In Emily Riehl, "Category theory in Context", Section 4.6: "Existence of adjoint functors", the free group on a set $S$ is constructed by specializing the proof of the general adjoint functor theorem to the situation at hand. There are group-theoretic details of the proof which I don't follow. I shall run through the proof and point out details that I'd like explanations for.
Construction
Start with the forgetful functor $U: \textbf{Group} \to \textbf{Set}$, and a se $S$. Let $\Phi'$ be the set of representatives for isomorphism classes of groups which have a generating set of size at most $|S|$. Let $\Phi$ be the set of functions $f_G: S \to UG$ for each $G \in \Phi'$, where the image of $f_G$ is a generating set for $G$ (This is possible since every $G \in \Phi'$ has a generating set of size at most $|S|$).
We form a product:
$$
S \xrightarrow{\hat \eta} U \left( \prod_{S \to UG \in \Phi} G \right)
$$
(Question 1: What is the precise definition of the map $\hat \eta$?)

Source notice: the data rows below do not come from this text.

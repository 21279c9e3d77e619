//! Project layout generator.
//!
//! A [`Layout`] maps top-level folder names (`"."` for the root itself) to a
//! list of entries. An entry is either a file name or a map of nested folder
//! names to their own entries, which is also the JSON shape accepted by
//! [`load_layout`]:
//!
//! ```json
//! { ".": ["README.md"], "src": ["main.rs", { "config": ["mod.rs"] }] }
//! ```
//!
//! Generation only ever adds: existing files are left untouched.

use serde::{Deserialize, Serialize};
use std::collections::BTreeMap;
use std::fs::{self, OpenOptions};
use std::io;
use std::path::{Path, PathBuf};
use thiserror::Error;

#[derive(Debug, Clone, PartialEq, Eq, Serialize, Deserialize)]
#[serde(untagged)]
pub enum Entry {
    File(String),
    Folder(BTreeMap<String, Vec<Entry>>),
}

#[derive(Debug, Clone, Default, PartialEq, Eq, Serialize, Deserialize)]
#[serde(transparent)]
pub struct Layout(pub BTreeMap<String, Vec<Entry>>);

#[derive(Debug, Error)]
pub enum ScaffoldError {
    #[error("failed to {action} {}: {source}", .path.display())]
    Io {
        action: &'static str,
        path: PathBuf,
        source: io::Error,
    },

    #[error("invalid layout: {0}")]
    Layout(#[from] serde_json::Error),
}

#[derive(Debug, Default, Clone, Copy, PartialEq, Eq)]
pub struct ScaffoldReport {
    pub directories: usize,
    pub files_created: usize,
    pub files_skipped: usize,
}

pub fn file(name: &str) -> Entry {
    Entry::File(name.to_string())
}

pub fn folder(name: &str, entries: Vec<Entry>) -> Entry {
    Entry::Folder(BTreeMap::from([(name.to_string(), entries)]))
}

/// Layout of this service's own project tree.
pub fn default_layout() -> Layout {
    Layout(BTreeMap::from([
        (
            ".".to_string(),
            vec![
                file(".env"),
                file(".env.example"),
                file(".gitignore"),
                file("Cargo.toml"),
                file("README.md"),
            ],
        ),
        (
            "src".to_string(),
            vec![
                file("main.rs"),
                file("lib.rs"),
                file("app.rs"),
                file("error.rs"),
                file("response.rs"),
                file("telemetry.rs"),
                folder("bin", vec![file("scaffold.rs")]),
                folder(
                    "config",
                    vec![file("mod.rs"), file("settings.rs"), file("database.rs")],
                ),
                folder("handlers", vec![file("mod.rs"), file("health.rs")]),
                folder(
                    "middleware",
                    vec![
                        file("mod.rs"),
                        file("cors.rs"),
                        file("exception.rs"),
                        file("trace.rs"),
                    ],
                ),
                folder("migration", vec![file("mod.rs")]),
                folder("models", vec![file("mod.rs"), file("base.rs")]),
                folder("routes", vec![file("mod.rs"), file("v1.rs")]),
                folder("services", vec![file("mod.rs")]),
            ],
        ),
        (
            "tests".to_string(),
            vec![folder("common", vec![file("mod.rs")])],
        ),
    ]))
}

pub fn parse_layout(raw: &str) -> Result<Layout, ScaffoldError> {
    Ok(serde_json::from_str(raw)?)
}

pub fn load_layout(path: &Path) -> Result<Layout, ScaffoldError> {
    let raw = fs::read_to_string(path).map_err(|source| ScaffoldError::Io {
        action: "read layout",
        path: path.to_path_buf(),
        source,
    })?;
    parse_layout(&raw)
}

/// Create every folder and empty file described by `layout` under `root`.
/// Paths that already exist are skipped; nothing is removed or rolled back
/// if a later step fails.
pub fn create_structure(root: &Path, layout: &Layout) -> Result<ScaffoldReport, ScaffoldError> {
    let mut report = ScaffoldReport::default();

    for (name, entries) in &layout.0 {
        let folder_path = if name.is_empty() || name == "." {
            root.to_path_buf()
        } else {
            root.join(name)
        };
        ensure_dir(&folder_path, &mut report)?;
        create_entries(&folder_path, entries, &mut report)?;
    }

    Ok(report)
}

fn create_entries(
    base: &Path,
    entries: &[Entry],
    report: &mut ScaffoldReport,
) -> Result<(), ScaffoldError> {
    for entry in entries {
        match entry {
            Entry::File(name) => create_empty_file(&base.join(name), report)?,
            Entry::Folder(folders) => {
                for (name, children) in folders {
                    let path = base.join(name);
                    ensure_dir(&path, report)?;
                    create_entries(&path, children, report)?;
                }
            }
        }
    }
    Ok(())
}

fn ensure_dir(path: &Path, report: &mut ScaffoldReport) -> Result<(), ScaffoldError> {
    fs::create_dir_all(path).map_err(|source| ScaffoldError::Io {
        action: "create directory",
        path: path.to_path_buf(),
        source,
    })?;
    report.directories += 1;
    Ok(())
}

fn create_empty_file(path: &Path, report: &mut ScaffoldReport) -> Result<(), ScaffoldError> {
    if path.exists() {
        tracing::debug!("Skipping existing {}", path.display());
        report.files_skipped += 1;
        return Ok(());
    }

    if let Some(parent) = path.parent().filter(|p| !p.as_os_str().is_empty()) {
        fs::create_dir_all(parent).map_err(|source| ScaffoldError::Io {
            action: "create directory",
            path: parent.to_path_buf(),
            source,
        })?;
    }

    // create_new never truncates, even if the file appeared after the check
    match OpenOptions::new().write(true).create_new(true).open(path) {
        Ok(_) => {
            tracing::debug!("Created {}", path.display());
            report.files_created += 1;
            Ok(())
        }
        Err(e) if e.kind() == io::ErrorKind::AlreadyExists => {
            report.files_skipped += 1;
            Ok(())
        }
        Err(source) => Err(ScaffoldError::Io {
            action: "create file",
            path: path.to_path_buf(),
            source,
        }),
    }
}

#[cfg(test)]
mod tests {
    use super::*;

    #[test]
    fn parses_nested_json_layout() {
        let layout = parse_layout(
            r#"{".": ["README.md"], "src": ["main.py", {"core": ["db.py", {"common": []}]}]}"#,
        )
        .unwrap();

        assert_eq!(layout.0["."], vec![file("README.md")]);
        assert_eq!(
            layout.0["src"],
            vec![
                file("main.py"),
                folder("core", vec![file("db.py"), folder("common", vec![])]),
            ]
        );
    }

    #[test]
    fn rejects_non_list_contents() {
        let err = parse_layout(r#"{"src": 42}"#).unwrap_err();
        assert!(matches!(err, ScaffoldError::Layout(_)));
    }

    #[test]
    fn creates_files_and_folders() {
        let dir = tempfile::tempdir().unwrap();
        let layout = parse_layout(
            r#"{".": [".env"], "src": ["lib.rs", {"models": ["mod.rs"]}, {"empty": []}]}"#,
        )
        .unwrap();

        let report = create_structure(dir.path(), &layout).unwrap();

        assert!(dir.path().join(".env").is_file());
        assert!(dir.path().join("src/lib.rs").is_file());
        assert!(dir.path().join("src/models/mod.rs").is_file());
        assert!(dir.path().join("src/empty").is_dir());
        assert_eq!(report.files_created, 3);
        assert_eq!(report.files_skipped, 0);
    }

    #[test]
    fn second_run_keeps_existing_content() {
        let dir = tempfile::tempdir().unwrap();
        let layout = default_layout();

        let first = create_structure(dir.path(), &layout).unwrap();
        let readme = dir.path().join("README.md");
        fs::write(&readme, "# hello").unwrap();

        let second = create_structure(dir.path(), &layout).unwrap();

        assert_eq!(fs::read_to_string(&readme).unwrap(), "# hello");
        assert_eq!(second.files_created, 0);
        assert_eq!(second.files_skipped, first.files_created);
    }

    #[test]
    fn default_layout_round_trips_through_json() {
        let json = serde_json::to_string(&default_layout()).unwrap();
        assert_eq!(parse_layout(&json).unwrap(), default_layout());
    }
}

We define $\Gamma$ to be the subgroup $\Gamma \subset \prod_{S \to UG \in \phi} G$, where $\Gamma$ generated by the image of $\hat \eta$. We claim that $\Gamma$ is free since the map $\eta: S \to U\Gamma$ is initial in the category of maps $S \downarrow U$. (Question 2: Why does the map being initial mean that $\Gamma$ is free?)
Recall that for the map $\eta: S \to U \Gamma$ to be initial in $S \downarrow U$, any other map $\psi: S \to UH$ must factor through $\eta$. Let $G \subseteq H$ be a subgroup of $H$ that is generated by $S$. Thus we must have a map $\phi: S \to UG \in \Phi$. We claim that we can factor $\psi$ through $\phi$ by projection:
$$
S \xrightarrow{\phi} G \hookrightarrow H ~~\text{factorizes}~~ S \xrightarrow{\psi} H \\
S \xrightarrow{\eta} \prod_{S \to UG \in \Phi} G \xrightarrow{\pi_G} G \hookrightarrow H ~~\text{factorizes}~~ S \xrightarrow{\psi} H \\
$$
(Question 3: $\phi$ has image $G$, not $H$, while $\psi$ has image $H$. So why is $\phi$ a factorization of $\psi$?)
Example 4.6.6 screenshot
Best Answer
For each $G$, you have a map $f_G\colon S\to U(G)$, the underlying set of $G$, given by sending $S$ ot a generating set of $G$ (you "really" have one such map for each $G$ and each generating set and each set function from $S$ to the generating set).
Because you have a map from $S$ to each $UG$, the universal property of the product (in $\mathsf{Set}$) gives you a unique map from $S$ to $\prod_{G\in\Phi}UG$. But the product of the underlying sets is the same as the underlying set of the product, so this is the same as a map from $S$ to $U(\prod_{G\in\Phi}G)$. This maps sends $s$ in $S$ to the element whose $G$-component is $f_G(s)$. This is the map $\hat{\eta}$.
The universal property of the free group on $S$, $\Gamma$, is that for every group $G$, if you have a map $S\to U(G)$, this gives a unique map from $\Gamma$ to $G$ that suitably "extends" the map $S\to UG$. If you write down what the universal property of the initial object of $S\downarrow U$, you will see that it is exactly the universal property of the free group on $S$. The fact that $\eta$ is initial in the suitable category yields precisely that $\Gamma$ has the universal property of a free group, hence is free.
You need to compose with the inclusion $G\hookrightarrow H$. This is usually omitted, since it is just the fact that you are mapping to a subgroup of $H$; we don't usually think of, for example, the map $C_2\to S_3$ mapping onto $\{e,(12)\}$ as consisting of a map into the group $\{e,(12)\}$ followed by the inclusion of that group into $S_3$: we just think of the map being a map into $S_3$. The same is being done here: you think of it as mapping to $G$ to get the factorization, and then formally compose it with the inclusion $G\to H$ to "view it" as a map into $H$.